In linea con le sue origini, si comportava come un signore feudale, trattando tutti nella sua troupe come se fossero suoi servitori. Non pagava i suoi assistenti per mesi, per poi ricompensarli con costosi fazzoletti di seta, ma si precipitava a vendere i gioielli di famiglia per assicurarsi fondi sufficienti per continuare a girare La Terra Trema (1948) quando la produzione rimaneva a corto di soldi. Faceva piangere le sue attrici, poi regalava loro diamanti per Natale. E loro, prima arrabbiate, poi incredule alla vista di quelle enormi pietre sulle loro dita, commentavano: “Un vero gentiluomo!” E poi: il suo stile di scenografia pieno di mobili costosi; le migliaia di candele di cera che dovevano essere accese, riaccese e sostituite all’inizio di ogni sessione di riprese per la famosa scena del ballo del Gattopardo; il sangue umano procurato da un ospedale romano per ‘aggiungere realismo’ alla scena dell’omicidio del patriarca de La Caduta degli Dei (con grande orrore di Dirk Bogarde).
Protetto dal suo nome, a Visconti non importava nulla di ciò che gli altri pensavano di lui.
La personalità si sviluppa presto, durante l’infanzia. Non cederò alla tentazione di psicanalizzare la sessualità di Visconti in relazione a sua madre, anche se vedo più di una bandiera rossa lì.

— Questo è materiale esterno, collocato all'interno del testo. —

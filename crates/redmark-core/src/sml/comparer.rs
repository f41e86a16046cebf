//! Entry points for SpreadsheetML comparison.

use super::canonicalize::SmlCanonicalizer;
use super::diff::compute_diff;
use super::document::SmlDocument;
use super::markup::render_marked_workbook;
use super::settings::SmlComparerSettings;
use super::types::SmlComparisonResult;
use crate::cancel::CancelToken;
use crate::error::Result;

pub struct SmlComparer;

impl SmlComparer {
    /// Compares two workbooks and returns the structured change report.
    pub fn compare(
        older: &SmlDocument,
        newer: &SmlDocument,
        settings: Option<&SmlComparerSettings>,
    ) -> Result<SmlComparisonResult> {
        Self::compare_with_cancel(older, newer, settings, &CancelToken::new())
    }

    pub fn compare_with_cancel(
        older: &SmlDocument,
        newer: &SmlDocument,
        settings: Option<&SmlComparerSettings>,
        cancel: &CancelToken,
    ) -> Result<SmlComparisonResult> {
        let settings = settings.cloned().unwrap_or_default();
        settings.validate()?;

        cancel.check()?;
        settings.log("SmlComparer: canonicalizing");
        let mut warnings = Vec::new();
        let sig1 = SmlCanonicalizer::canonicalize(older, &settings, cancel, &mut warnings)?;
        let sig2 = SmlCanonicalizer::canonicalize(newer, &settings, cancel, &mut warnings)?;
        settings.log(&format!(
            "SmlComparer: {} sheets vs {} sheets",
            sig1.sheets.len(),
            sig2.sheets.len()
        ));

        cancel.check()?;
        settings.log("SmlComparer: matching and diffing");
        let changes = compute_diff(&sig1, &sig2, &settings, cancel)?;

        settings.log(&format!("SmlComparer: {} changes", changes.len()));
        Ok(SmlComparisonResult { changes, warnings })
    }

    /// Produces a marked workbook based on the newer input with highlight
    /// fills, comments and a `_DiffSummary` sheet.
    pub fn produce_marked_workbook(
        older: &SmlDocument,
        newer: &SmlDocument,
        settings: Option<&SmlComparerSettings>,
    ) -> Result<SmlDocument> {
        let (document, _) = Self::compare_and_render(older, newer, settings)?;
        Ok(document)
    }

    /// Compares and renders in one pass, returning both artifacts.
    pub fn compare_and_render(
        older: &SmlDocument,
        newer: &SmlDocument,
        settings: Option<&SmlComparerSettings>,
    ) -> Result<(SmlDocument, SmlComparisonResult)> {
        let resolved = settings.cloned().unwrap_or_default();
        resolved.validate()?;
        let result = Self::compare(older, newer, Some(&resolved))?;
        resolved.log("SmlComparer: rendering marked workbook");
        let marked = render_marked_workbook(newer, &result.changes, &resolved)?;
        Ok((marked, result))
    }
}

Mi limiterò a descriverla: ricca come Creso, era incredibilmente colta, bella quanto severa, e ipercattolica. Luchino e i suoi fratelli dovevano svegliarsi alle 5:30 ogni giorno, anche durante l’inverno, per seguire il loro opprimente tutoraggio.
Anni dopo, l’attrice Silvana Mangano, che era stata scelta per interpretare la madre del bellissimo Tadzio in Morte a Venezia (1971), avrebbe ricordato come Visconti continuava a testare la sua capacità di maneggiare il velo del suo costume per vedere se poteva indossarlo con la stessa eleganza di sua madre.
A tutto questo, aggiungi le aspettative asfissianti dell’alta società. Il desiderio di distinguersi, essere convalidato o almeno notato, dev’essere stato travolgente. Non c’è da meravigliarsi che fosse attratto dallo sfarzo chiassoso. E per tutte queste ragioni e altre ancora, Visconti si distingueva davvero.

Photograph from the principal cinematography of the film Death in Venice. Here Silvana Mangano (face not visible), Björn Andrésen, Luchino Visconti and Dirk Bogarde.